Korrupte Hilfe in Italien: Die Mafia im Flüchtlingsgeschäft

Politiker und Geschäftsleute sollen sich bei der Vergabe von Flüchtlingsunterkünften bereichert haben. Sie wurden nun festgenommen.

Flüchtlinge besteigen ein Boot, das sie nach Italien bringen soll

Mit der Rettung dieser Menschen machen andere in Italien ein dickes Geschäft. Foto: dpa

ROM taz | Die Justiz hat am Donnerstagmorgen zum zweiten Schlag gegen die „Mafia Capitale“ in Rom ausgeholt. Die Polizei nahm 44 Personen fest, die zum Ring aus rechtsextremistischen Verbrechern, linken Genossenschaftsbossen, Politikern und Verwaltungsangestellten gehören.

Insgesamt fünf Stadträte Roms, unter ihnen der frühere Dezernent fürs Wohnungswesen der Stadt und der frühere Präsident des Stadtrats, befinden sich unter den Festgenommenen. Die Vorwürfe gegen das Kartell aus Unter-, Ober- und Halbwelt lauten auf Bildung einer mafiösen Vereinigung, Bestechung, Manipulation öffentlicher Auftragsvergaben und Unterschlagung.

Das „Mafia Capitale“-Netzwerk hatte einen ersten Schlag im Dezember 2014 erhalten; damals wurden 37 Personen verhaftet, unter ihnen der rechtsextreme Massimo Carminati, seit Jahrzehnten eine Größe in Roms Unterwelt, und der von der Linken kommende Salvatore Buzzi, Chef eines Genossenschaftskonsortiums. Carminati und Buzzi drehten ein großes Rad vor allem bei der Unterbringung von Flüchtlingen.
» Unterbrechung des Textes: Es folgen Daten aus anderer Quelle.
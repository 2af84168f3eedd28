//! Noughts-and-crosses board classification.
//!
//! Classifies the state of a tic-tac-toe board supplied as a flat textual
//! encoding: nine characters of `X`, `O`, and `_` (case-insensitive),
//! row-major from the top-left square to the bottom-right.
//!
//! # Architecture
//!
//! - **Types**: [`Board`], [`Square`], [`Player`], [`Tally`]
//! - **Rules**: win detection over [`WIN_LINES`], turn-parity validation
//! - **Pipeline**: [`classify`] - a pure total function from any input
//!   string to one of the seven [`BoardState`] values
//!
//! # Example
//!
//! ```
//! use oxo_core::{classify, BoardState};
//!
//! assert_eq!(classify("XXXOXOO__"), BoardState::CrossesWin);
//! assert_eq!(classify("_________"), BoardState::CrossesTurnNext);
//! assert_eq!(classify("not a board"), BoardState::InvalidGame);
//! ```

#![warn(missing_docs)]
#![forbid(unsafe_code)]

// Private module declarations
mod classify;
mod rules;
mod state;
mod types;

// Crate-level exports - classification pipeline
pub use classify::classify;

// Crate-level exports - rules
pub use rules::{RuleViolation, WIN_LINES, check_winner, next_player, validate_turn_parity};

// Crate-level exports - classification result
pub use state::BoardState;

// Crate-level exports - domain types
pub use types::{Board, Player, Square, Tally};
Deren Unterkünfte waren meist miserabel; so blieb genug Geld – pro Kopf zahlt der Staat 35 Euro täglich für Unterbringung und Verpflegung – um einerseits satte Profite einzustreichen und andererseits Politiker und Verwaltungsmitarbeiter üppig zu schmieren. So erhielt der am Donnerstag ebenfalls verhaftete Luca Odevaine, Mitglied der für die Zuweisung der Flüchtlinge zuständigen zentralen Kommission beim Innenministerium, ein Zweit-"Gehalt“ von zunächst 10.000, dann 20.000 Euro pro Monat. Insgesamt standen dutzende Vertreter von Politik und Verwaltung auf der Pay roll von „Mafia Capitale“.

„Den hab‘ ich mir gekauft“

Im Visier der Mafia waren öffentliche Aufträge aller Art, von der Pflege der Grünflächen über den Bau von Radwegen bis zur Strandreinigung in Ostia. Sobald etwas bei der Auftragsvergabe hakte, brachte Buzzi sein Geschäftsmodell in Telefonaten mit Politikern immer wieder gern auf den einen Punkt: „Wenn man eine Kuh melken will, muss man sie ordentlich füttern.“

Verhaftet wurden jetzt auch der zu Matteo Renzis Partito Democratico (PD) gehörende Mirko Coratti und dessen persönlicher Sekretär. Coratti war im Dezember wegen der Ermittlungen als Präsident des Stadtrats zurückgetreten. Ihm werfen die Staatsanwälte vor, 10.000 Euro kassiert und eine Zusage über weitere 150.000 Euro erhalten zu haben.

„Den hab‘ ich mir gekauft“, erklärte Buzzi offen am Telefon. „Ganz Rom“ werde sein krimineller Ring verspeisen, gab der Genossenschaftschef sich sicher. Auf der Liste der Verhafteten finden sich in der Tat prominente Vertreter des Berlusconi-Lagers genauso wie Lokalpolitiker der Regierungspartei PD, die seit 2013 die Stadt Rom regieren.